In oorlogsreportages lijkt de medische zorg vaak een haven van vrede in een oceaan van geweld, met onbaatzuchtige artsen en verpleegkundigen die maar één ding willen: het beste voor hun patiënten. Het hospitaal staat zogezegd buiten de oorlog. Maar dat beeld is onjuist. Medische zorg is een integraal onderdeel van de oorlogvoering. Het symposium over militaire geneeskunde vindt plaats in samenwerking met het Nederlands Instituut voor Militaire Historie.
Programma
12.30-13.00 Inloop met koffie en thee
13.00-13.10 Opening door dagvoorzitter
13.10-13.35 Het volkslichaam ten strijde Ralf Futselaar
13.35-14.00 Oorlog als voetnoot in de medische geschiedenis? Floor Haalboom
14.00-14.25 Militaire psychiatrie toen en thans Eric Vermetten
14.25-14.45 Pauze, koffie en thee
14.45-14.55 De historie van de Nederlandse militaire geneeskunde Ben Schoenmaker
14.55-15.20 “Laat je vallen vlug en plat, dan heeft de A-bom het minste vat” Tom Duurland
15.20-15.45 Militair met scalpel of arts in uniform? Leo van Bergen
15.45-16.00 Aanbieding van het boek: Pro Patria et Patienti. De Nederlandse militaire geneeskunde 1795-1950 (Vantilt/NIMH 2019)

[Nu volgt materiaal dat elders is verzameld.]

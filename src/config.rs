use std::env;

use anyhow::{ensure, Result};
use dotenvy::dotenv;

use crate::hooks::Event;
use crate::logging::LogFormat;

#[derive(Clone, Debug)]
pub struct Config {
    pub database_url: String,
    pub event: String,
    pub log_format: String,
}

impl Config {
    pub fn from_env() -> Self {
        dotenv().ok();

        let database_url = env::var("DATABASE_URL")
            .unwrap_or_else(|_| "sqlite:clean_urls.db?mode=rwc".to_string());
        let event = env::var("CLEAN_URLS_EVENT").unwrap_or_else(|_| "send".to_string());
        let log_format = env::var("LOG_FORMAT").unwrap_or_else(|_| {
            match env::var("APP_ENV").as_deref() {
                Ok("production") => "json".to_string(),
                _ => "pretty".to_string(),
            }
        });

        Self {
            database_url,
            event,
            log_format,
        }
    }

    pub fn validate(&self) -> Result<()> {
        ensure!(
            !self.database_url.trim().is_empty(),
            "DATABASE_URL must not be empty"
        );
        self.event()?;
        self.log_format()?;
        Ok(())
    }

    /// Hook the stdin host feeds messages into.
    pub fn event(&self) -> Result<Event> {
        Ok(self.event.parse()?)
    }

    pub fn log_format(&self) -> Result<LogFormat> {
        self.log_format.parse()
    }
}
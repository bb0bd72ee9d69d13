//! `tracing` setup for the host binary.
//!
//! All output goes to stderr: stdout carries nothing but rewritten messages.

use std::fmt as stdfmt;
use std::str::FromStr;

use anyhow::{anyhow, bail, Result};
use tracing_error::ErrorLayer;
use tracing_subscriber::{fmt, layer::SubscriberExt, util::SubscriberInitExt, EnvFilter};

const DEFAULT_DIRECTIVES: &str = "clean_urls=info,sqlx=warn";

#[derive(Debug, Clone, Copy, PartialEq, Eq, Default)]
pub enum LogFormat {
    #[default]
    Pretty,
    Compact,
    /// One JSON object per line, for log shippers.
    Json,
}

impl stdfmt::Display for LogFormat {
    fn fmt(&self, f: &mut stdfmt::Formatter<'_>) -> stdfmt::Result {
        f.write_str(match self {
            LogFormat::Pretty => "pretty",
            LogFormat::Compact => "compact",
            LogFormat::Json => "json",
        })
    }
}

impl FromStr for LogFormat {
    type Err = anyhow::Error;

    fn from_str(s: &str) -> Result<Self> {
        match s.trim().to_ascii_lowercase().as_str() {
            "pretty" => Ok(LogFormat::Pretty),
            "compact" => Ok(LogFormat::Compact),
            "json" => Ok(LogFormat::Json),
            other => bail!("unknown log format `{}` (expected pretty, compact or json)", other),
        }
    }
}

/// `RUST_LOG` when set and valid, otherwise the crate's defaults.
fn env_filter() -> EnvFilter {
    EnvFilter::try_from_default_env().unwrap_or_else(|_| EnvFilter::new(DEFAULT_DIRECTIVES))
}

pub fn init_logging(format: LogFormat) -> Result<()> {
    let registry = tracing_subscriber::registry()
        .with(env_filter())
        .with(ErrorLayer::default());
    let layer = fmt::layer().with_writer(std::io::stderr).with_target(true);

    match format {
        LogFormat::Json => registry.with(layer.json()).try_init(),
        LogFormat::Compact => registry.with(layer.compact()).try_init(),
        LogFormat::Pretty => registry.with(layer.pretty()).try_init(),
    }
    .map_err(|e| anyhow!("failed to install tracing subscriber: {}", e))?;

    tracing::info!(format = %format, "Logging initialized");
    Ok(())
}
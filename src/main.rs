use std::sync::{Mutex, PoisonError};

use anyhow::Result;
use tokio::io::{AsyncBufReadExt, AsyncWriteExt, BufReader};
use tracing::{error, info};

use clean_urls::config::Config;
use clean_urls::db::Db;
use clean_urls::hooks::{Message, MessagePipeline};
use clean_urls::logging;
use clean_urls::plugin::CleanUrlsPlugin;
use clean_urls::record::CleanedUrls;
use clean_urls::sanitizer::RuleEngine;

#[tokio::main]
async fn main() -> Result<()> {
    let config = Config::from_env();
    config.validate()?;
    logging::init_logging(config.log_format()?)?;
    let event = config.event()?;

    let db = Db::new(&config.database_url).await?;
    let record = db.load_cleaned_urls().await?;
    info!(entries = record.len(), "Loaded cleaned URL record");

    let pipeline = MessagePipeline::new();
    let mut plugin = CleanUrlsPlugin::new(RuleEngine::with_default_rules(), record);
    plugin.on_load(&pipeline);
    let record = plugin.record();

    // One message per line on stdin, rewritten message per line on stdout.
    let mut lines = BufReader::new(tokio::io::stdin()).lines();
    let mut stdout = tokio::io::stdout();

    loop {
        tokio::select! {
            line = lines.next_line() => {
                let Some(line) = line? else { break };

                let mut message = Message::new(line);
                pipeline.dispatch(event, &mut message);

                stdout.write_all(message.content.as_bytes()).await?;
                stdout.write_all(b"\n").await?;
                stdout.flush().await?;

                // Delivery never waits on the audit trail succeeding.
                if let Err(e) = flush_record(&db, &record).await {
                    error!("Failed to persist cleaned URLs: {:#}", e);
                }
            }
            _ = tokio::signal::ctrl_c() => {
                info!("Interrupted");
                break;
            }
        }
    }

    plugin.on_unload();
    flush_record(&db, &record).await?;
    info!(total = db.count().await?, "Shutting down");

    Ok(())
}

async fn flush_record(db: &Db, record: &Mutex<CleanedUrls>) -> Result<()> {
    let pending = record
        .lock()
        .unwrap_or_else(PoisonError::into_inner)
        .take_pending();
    if pending.is_empty() {
        return Ok(());
    }
    db.upsert_cleaned_urls(&pending).await
}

16.00-17.00 Borrel aangeboden door het NIMH
Over het boek: In Pro Patria et Patienti beschrijft medisch historicus Leo van Bergen de ontwikkeling van de Nederlandse militaire geneeskunde gedurende anderhalve eeuw: vanaf de napoleontische tijd, via de Belgische Opstand en de twee wereldoorlogen tot en met de daaropvolgende dekolonisatieoorlog. Uiteraard is er aandacht voor de opleiding en positie van de militair-geneeskundigen evenals de al dan niet gesimuleerde ziekten en verwondingen van militairen, zoals venerische en psychische aandoeningen. Maar ook de stelselmatige bezuinigingen die het werk bemoeilijken krijgen de nodige aandacht. Een terugkerend thema bij dit alles is de vraag of een officier van gezondheid in conflictsituaties eerder handelt als militair of als arts. Is hij een militair met scalpel of een arts in uniform? Is hij meer pro patria of meer pro patienti?